CHIETI. «Ci sono meno pulsanti, la guida è più scomoda in compenso il viaggio è silenzioso e si rispetta l'ambiente». Valerio Rapposelli, sindacalista Cgil, autista di lunga data della Panoramica, spiega i segreti tecnici dei filobus. Da lunedì di nuovo su strada a distanza di 17 anni dall'ultima volta. Il servizio filoviario anche ieri ha trasportato centinaia di viaggiatori sulla tratta storica tra piazzale Sant'Anna e piazzale dei Martiri Pennesi, a Madonna delle Piane. Per il momento, vengono assicurate soltanto le corse bis del mattino della linea 1. Il primo filobus parte alle 7 da piazzale Sant'Anna, l'ultimo alle 14,15 da piazza dei Martiri Pennesi. Sono otto gli autisti della Panoramica abilitati al servizio che guidano, a rotazione, i filobus. L'organizzazione del lavoro è stata programmata dai sindacati in accordo con i vertici della Panoramica. «Abbiamo fissato le indennità economiche da corrispondere a chi guida i filobus. Nei prossimi mesi affronteremo» aggiunge Rapposelli «il problema delle tabelle di marcia». Che sono da adeguare, considerando che la linea 1 a motore impiega 35 minuti per raggiungere l'ospedale clinicizzato da piazzale Sant'Anna. Il filobus, di contro, si ferma a Madonna delle Piane in attesa del collaudo della linea in via dei Vestini. Sono sette i filobus funzionanti. Sono stati ristrutturati in blocco ma presentano gli stessi optional del 1985, l'anno in cui furono acquistati. I mezzi elettrici sono lunghi 12 metri, come quelli a motore, e possono trasportare fino a 90 passeggeri, senza avere però il comfort dei bus di nuova generazione. «La guida è rigida e il servosterzo è stato installato di recente perché non c'era. Ma l'antico fascino del filobus» dice Rapposelli «ripaga ampiamente da qualsiasi intoppo nella guida». Peraltro, i filobus hanno una maggiore resistenza dei mezzi a motore.
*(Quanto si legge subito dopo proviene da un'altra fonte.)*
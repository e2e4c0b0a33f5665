use std::time::Duration;

use anyhow::Context;
use sea_orm::{ConnectOptions, Database, DatabaseConnection};
use sea_orm_migration::MigratorTrait;
use tracing::{debug, error, info};

use crate::config::AppConfig;
use crate::errors::ServiceError;

/// Type alias for a database connection pool
pub type DbPool = DatabaseConnection;

/// Configuration for database connection
#[derive(Debug, Clone)]
pub struct DbConfig {
    /// Database connection URL
    pub url: String,
    /// Maximum number of connections
    pub max_connections: u32,
    /// Minimum number of connections
    pub min_connections: u32,
    /// Connection timeout duration
    pub connect_timeout: Duration,
    /// Idle timeout duration
    pub idle_timeout: Duration,
    /// Acquire connection timeout
    pub acquire_timeout: Duration,
}

impl Default for DbConfig {
    fn default() -> Self {
        Self {
            url: String::new(),
            max_connections: 10,
            min_connections: 1,
            connect_timeout: Duration::from_secs(30),
            idle_timeout: Duration::from_secs(600),
            acquire_timeout: Duration::from_secs(8),
        }
    }
}

impl From<&AppConfig> for DbConfig {
    fn from(cfg: &AppConfig) -> Self {
        Self {
            url: cfg.database_url.clone(),
            max_connections: cfg.db_max_connections,
            min_connections: cfg.db_min_connections,
            connect_timeout: Duration::from_secs(cfg.db_connect_timeout_secs),
            idle_timeout: Duration::from_secs(cfg.db_idle_timeout_secs),
            acquire_timeout: Duration::from_secs(cfg.db_acquire_timeout_secs),
        }
    }
}

/// Establishes a connection pool to the database with default pool tuning
pub async fn establish_connection(database_url: &str) -> Result<DbPool, ServiceError> {
    let config = DbConfig {
        url: database_url.to_string(),
        ..Default::default()
    };

    establish_connection_with_config(&config).await
}

/// Establishes a connection pool to the database with custom configuration
pub async fn establish_connection_with_config(config: &DbConfig) -> Result<DbPool, ServiceError> {
    debug!("Configuring database connection with: {:?}", config);

    let mut opt = ConnectOptions::new(config.url.clone());

    opt.max_connections(config.max_connections)
        .min_connections(config.min_connections)
        .connect_timeout(config.connect_timeout)
        .acquire_timeout(config.acquire_timeout)
        .idle_timeout(config.idle_timeout)
        .sqlx_logging(true);

    info!(
        "Connecting to database with max_connections={}",
        config.max_connections
    );

    let db_pool = Database::connect(opt)
        .await
        .map_err(ServiceError::DatabaseError)
        .context("Database connection establishment failed")?;

    info!("Database connection pool established successfully");

    Ok(db_pool)
}

/// Establish DB pool using AppConfig tuning
pub async fn establish_connection_from_app_config(cfg: &AppConfig) -> Result<DbPool, ServiceError> {
    let db_cfg: DbConfig = cfg.into();
    establish_connection_with_config(&db_cfg).await
}

/// Runs database migrations using the embedded migrator
pub async fn run_migrations(pool: &DbPool) -> Result<(), ServiceError> {
    info!("Running database migrations");
    let start = std::time::Instant::now();

    let result = crate::migrator::Migrator::up(pool, None)
        .await
        .map_err(ServiceError::DatabaseError);

    let elapsed = start.elapsed();
    match &result {
        Ok(_) => info!(
            "Database migrations completed successfully in {:?}",
            elapsed
        ),
        Err(e) => error!("Database migrations failed after {:?}: {}", elapsed, e),
    }

    result
}

/// Checks if the database connection is active
pub async fn check_connection(pool: &DbPool) -> Result<(), ServiceError> {
    debug!("Checking database connection");
    pool.ping().await.map_err(ServiceError::DatabaseError)
}

/// Closes the database connection pool
pub async fn close_pool(pool: DbPool) -> Result<(), ServiceError> {
    info!("Closing database connection pool");

    pool.close().await.map_err(ServiceError::DatabaseError)
}
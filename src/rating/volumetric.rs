use super::TransportMode;

/// Divisor for surface shipments: cm^3 -> kg.
pub const SURFACE_DIVISOR: f64 = 27_000.0;
/// Divisor for air shipments: cm^3 -> kg.
pub const AIR_DIVISOR: f64 = 5_000.0;
/// CFT factor applied when the client has no rate master for the mode.
pub const DEFAULT_CFT_FACTOR: f64 = 1.0;

/// Dimensional (volumetric) weight of a single piece, in kg.
///
/// Surface and air use their industry divisors; any other mode yields
/// zero so the actual weight alone drives the chargeable weight.
pub fn volumetric_weight_per_piece(
    length_cm: f64,
    breadth_cm: f64,
    height_cm: f64,
    mode: TransportMode,
    cft_factor: f64,
) -> f64 {
    let scaled_volume = length_cm * breadth_cm * height_cm * cft_factor;
    match mode {
        TransportMode::Surface => scaled_volume / SURFACE_DIVISOR,
        TransportMode::Air => scaled_volume / AIR_DIVISOR,
        TransportMode::Express => 0.0,
    }
}

#[cfg(test)]
mod tests {
    use rstest::rstest;

    use super::*;

    #[rstest]
    #[case::surface(TransportMode::Surface, 200_000.0 / 27_000.0)]
    #[case::air(TransportMode::Air, 40.0)]
    #[case::express(TransportMode::Express, 0.0)]
    fn mode_selects_the_divisor(#[case] mode: TransportMode, #[case] expected: f64) {
        let w = volumetric_weight_per_piece(100.0, 50.0, 40.0, mode, 1.0);
        assert!((w - expected).abs() < 1e-9);
    }

    #[test]
    fn cft_factor_scales_linearly() {
        let base = volumetric_weight_per_piece(30.0, 30.0, 30.0, TransportMode::Air, 1.0);
        let scaled = volumetric_weight_per_piece(30.0, 30.0, 30.0, TransportMode::Air, 1.5);
        assert!((scaled - base * 1.5).abs() < 1e-9);
    }

    #[test]
    fn zero_dimension_yields_zero() {
        let w = volumetric_weight_per_piece(0.0, 50.0, 40.0, TransportMode::Surface, 1.0);
        assert_eq!(w, 0.0);
    }
}
async fn insert_boxes(
    txn: &sea_orm::DatabaseTransaction,
    shipment_id: Uuid,
    weights: &ShipmentWeights,
    now: chrono::DateTime<Utc>,
) -> Result<Vec<shipment_box::Model>, ServiceError> {
    let mut inserted = Vec::with_capacity(weights.boxes.len());
    for (index, line) in weights.boxes.iter().enumerate() {
        let model = ShipmentBoxActiveModel {
            id: Set(Uuid::new_v4()),
            shipment_id: Set(shipment_id),
            line_index: Set(index as i32),
            number_of_pieces: Set(line.number_of_pieces),
            length_cm: Set(line.length_cm),
            breadth_cm: Set(line.breadth_cm),
            height_cm: Set(line.height_cm),
            actual_weight_per_piece: Set(line.actual_weight_per_piece),
            volumetric_weight_per_piece: Set(line.volumetric_weight_per_piece),
            total_volumetric_weight: Set(line.total_volumetric_weight),
            created_at: Set(now),
        }
        .insert(txn)
        .await
        .map_err(|e| {
            error!(error = %e, shipment_id = %shipment_id, "Failed to insert shipment box");
            ServiceError::DatabaseError(e)
        })?;
        inserted.push(model);
    }
    Ok(inserted)
}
Il vecchio filobus di color verde, identico a quello esposto in piazza Vico, ha circolato senza sosta in città per 35 anni, dal 1950 al 1985. «Ho avuto la fortuna di guidare il filobus di prima generazione» racconta Rapposelli «e posso confermare che era indistruttibile». La sostituzione dei vecchi filobus con i nuovi è avvenuta nel 1986. Adesso si aspettano quelli super tecnologici in arrivo tra la primavera e l'estate. A bordo avranno aria condizionata e pedane per i disabili. (j.o.)